1.5 精子中TEKT3蛋白的Western blot檢測取分離純化后的精子，37℃水浴解凍，加入一定量4℃預(yù)冷的0.01 mol/L PBS(pH 7.4)，4 ℃ 3 000 g 離心5 min，棄去上清，在離心管中加入100μL細(xì)胞裂解液RIPA和1μL蛋白酶抑制劑PMSF(北京索萊寶科技有限公司)，充分吹打，冰上裂解30 min，進(jìn)一步超聲裂解10 s×5次，低溫高速離心機(jī)4℃12 000 g離心10 min，吸取上清液(即精子總蛋白)，采用BCA蛋白濃度測定試劑盒(上海BestBio公司)檢測總蛋白濃度。取30μg等量總蛋白上樣，100 g/L SDS-PAGE凝膠電泳(80 V 30 min，120 V 120 min)，半干法(20 V 120 min)轉(zhuǎn)移至醋酸纖維素膜，用含50 g/L脫脂奶粉的TBST室溫封閉1 h，3次洗滌后與1∶600稀釋的一抗(鼠抗人TEKT3抗體，臺灣Abnova公司)37℃孵育1 h，TBST洗膜5次，10 min/次;再用1∶2 500稀釋的辣根過氧化物酶標(biāo)記的二抗(兔抗鼠IgG，北京鼎國生物公司)室溫孵育1 h，然后TBST洗滌3～5次，5 min/次。以β-actin為內(nèi)參。處理后的醋酸纖維素膜經(jīng)Odyssey Clx雙紅外熒光成像系統(tǒng)(美國LI-COR公司)掃描，用Image Studio軟件獲取圖像并進(jìn)行處理。

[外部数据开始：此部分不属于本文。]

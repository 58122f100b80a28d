//! Access gate for protected routes
//!
//! Each request passes through the gate once. The gate reads the
//! `Authorization` header, hands the bearer token to the verifier and either
//! attaches the verified [`Identity`] to the request extensions or produces a
//! [`Denial`]. Handlers behind the gate read the caller from
//! `req.extensions().get::<Identity>()`.

use hyper::header::AUTHORIZATION;
use hyper::Request;
use tracing::debug;

use crate::auth::token::{Identity, TokenVerifier};

/// Expected authorization scheme prefix
pub const BEARER_PREFIX: &str = "Bearer ";

/// Why the gate turned a request away
///
/// Every variant renders the same response shape; only the message differs.
#[derive(Debug, Clone, Copy, PartialEq, Eq)]
pub enum Denial {
    NoHeader,
    MalformedScheme,
    EmptyToken,
    InvalidToken,
}

impl Denial {
    pub fn message(&self) -> &'static str {
        match self {
            Self::NoHeader => "No token given",
            Self::MalformedScheme => "Bad token",
            Self::EmptyToken => "Invalid authorization token",
            Self::InvalidToken => "Invalid login token or expired",
        }
    }
}

/// Pull the bearer token out of a raw header value
pub fn extract_bearer(header: Option<&str>) -> Result<&str, Denial> {
    let header = match header {
        Some(h) if !h.trim().is_empty() => h,
        _ => return Err(Denial::NoHeader),
    };

    let token = header
        .strip_prefix(BEARER_PREFIX)
        .ok_or(Denial::MalformedScheme)?
        .trim();

    if token.is_empty() {
        return Err(Denial::EmptyToken);
    }

    Ok(token)
}

/// Bearer-token gate in front of protected handlers
#[derive(Debug, Clone)]
pub struct AccessGate {
    verifier: TokenVerifier,
}

impl AccessGate {
    pub fn new(verifier: TokenVerifier) -> Self {
        Self { verifier }
    }

    /// Check a header value without touching a request
    pub fn check(&self, header: Option<&str>, now: u64) -> Result<Identity, Denial> {
        let token = extract_bearer(header)?;
        self.verifier
            .verify(token, now)
            .map_err(|_| Denial::InvalidToken)
    }

    /// Authorize a request, attaching the verified identity on success
    pub fn authorize<B>(&self, req: &mut Request<B>, now: u64) -> Result<Identity, Denial> {
        let header = match req.headers().get(AUTHORIZATION) {
            Some(value) => match value.to_str() {
                Ok(s) => Some(s),
                Err(_) => return self.deny(req, Denial::MalformedScheme),
            },
            None => None,
        };

        match self.check(header, now) {
            Ok(identity) => {
                req.extensions_mut().insert(identity.clone());
                Ok(identity)
            }
            Err(denial) => self.deny(req, denial),
        }
    }

    fn deny<B>(&self, req: &Request<B>, denial: Denial) -> Result<Identity, Denial> {
        debug!(
            path = %req.uri().path(),
            reason = ?denial,
            "Access gate rejected request"
        );
        Err(denial)
    }
}

#[cfg(test)]
mod tests {
    use super::*;
    use crate::auth::token::{SigningKey, TokenIssuer};
    use std::sync::Arc;
    use std::time::Duration;

    const T0: u64 = 1_700_000_000;

    fn setup() -> (TokenIssuer, AccessGate) {
        let key = Arc::new(SigningKey::new("gate-test-secret").unwrap());
        (
            TokenIssuer::new(Arc::clone(&key), Duration::from_secs(300)),
            AccessGate::new(TokenVerifier::new(key)),
        )
    }

    fn request(auth: Option<&str>) -> Request<()> {
        let mut builder = Request::builder().uri("/rap/users");
        if let Some(value) = auth {
            builder = builder.header(AUTHORIZATION, value);
        }
        builder.body(()).unwrap()
    }

    #[test]
    fn test_extract_bearer() {
        assert_eq!(extract_bearer(Some("Bearer abc123")), Ok("abc123"));
        assert_eq!(extract_bearer(None), Err(Denial::NoHeader));
        assert_eq!(extract_bearer(Some("")), Err(Denial::NoHeader));
        assert_eq!(extract_bearer(Some("Bearer ")), Err(Denial::EmptyToken));
        assert_eq!(extract_bearer(Some("Bearer    ")), Err(Denial::EmptyToken));
        assert_eq!(extract_bearer(Some("Basic abc123")), Err(Denial::MalformedScheme));
        assert_eq!(extract_bearer(Some("abc123")), Err(Denial::MalformedScheme));
        // Scheme must be a prefix, not merely present
        assert_eq!(extract_bearer(Some("xBearer abc")), Err(Denial::MalformedScheme));
    }

    #[test]
    fn test_rejections() {
        let (issuer, gate) = setup();
        let token = issuer.issue("a@x.com", false, T0).unwrap();
        let mut tampered = token.clone();
        tampered.pop();
        tampered.push(if token.ends_with('A') { 'B' } else { 'A' });

        assert_eq!(gate.authorize(&mut request(None), T0), Err(Denial::NoHeader));
        assert_eq!(gate.authorize(&mut request(Some("")), T0), Err(Denial::NoHeader));
        assert_eq!(gate.authorize(&mut request(Some("Bearer ")), T0), Err(Denial::EmptyToken));
        assert_eq!(
            gate.authorize(&mut request(Some(&format!("Bearer {}", tampered))), T0),
            Err(Denial::InvalidToken)
        );
        assert_eq!(
            gate.authorize(&mut request(Some(&format!("Token {}", token))), T0),
            Err(Denial::MalformedScheme)
        );
    }

    #[test]
    fn test_accepts_and_attaches_identity() {
        let (issuer, gate) = setup();
        let token = issuer.issue("a@x.com", true, T0).unwrap();
        let mut req = request(Some(&format!("Bearer {}", token)));

        let identity = gate.authorize(&mut req, T0 + 10).unwrap();
        assert_eq!(identity.subject, "a@x.com");
        assert_eq!(req.extensions().get::<Identity>(), Some(&identity));
        assert_eq!(req.uri().path(), "/rap/users");
    }

    #[test]
    fn test_rejects_after_expiry() {
        let (issuer, gate) = setup();
        let token = issuer.issue("a@x.com", false, T0).unwrap();
        let header = format!("Bearer {}", token);

        assert!(gate.check(Some(&header), T0 + 299).is_ok());
        assert_eq!(gate.check(Some(&header), T0 + 301), Err(Denial::InvalidToken));
    }

    #[test]
    fn test_rejected_request_has_no_identity() {
        let (_, gate) = setup();
        let mut req = request(Some("Bearer nope"));
        assert!(gate.authorize(&mut req, T0).is_err());
        assert!(req.extensions().get::<Identity>().is_none());
    }
}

1.6 統(tǒng)計學(xué)處理 應(yīng)用SPSS 17.0進(jìn)行分析。兩組精液基本參數(shù)、TEKT3 mRNA和蛋白表達(dá)水平的比較采用兩獨立樣本t檢驗，采用Pearson相關(guān)系數(shù)來描述TEKT3表達(dá)與前向運動精子率的相關(guān)性。檢驗水準(zhǔn) α=0.05。

2 結(jié)果

2.1 兩組精液基本參數(shù)的比較 正常對照組與弱精子癥組年齡和精液量、pH值、精子濃度等參數(shù)比較，差異均無統(tǒng)計學(xué)意義，但弱精子癥組前向運動精子率低于正常對照組。見表1。

表1 兩組精液基本參數(shù)的比較

2.2 正常對照組與弱精子癥組精子形態(tài)學(xué)比較見圖1。正常對照組正常形態(tài)精子百分率為(25.42±5.26)%;弱精子癥患者精子形態(tài)發(fā)生變化，精子尾部畸形、缺陷增加，其正常形態(tài)精子百分率為(7.21 ±2.45)%，低于正常對照組(t=18.528，P ＜0.001)。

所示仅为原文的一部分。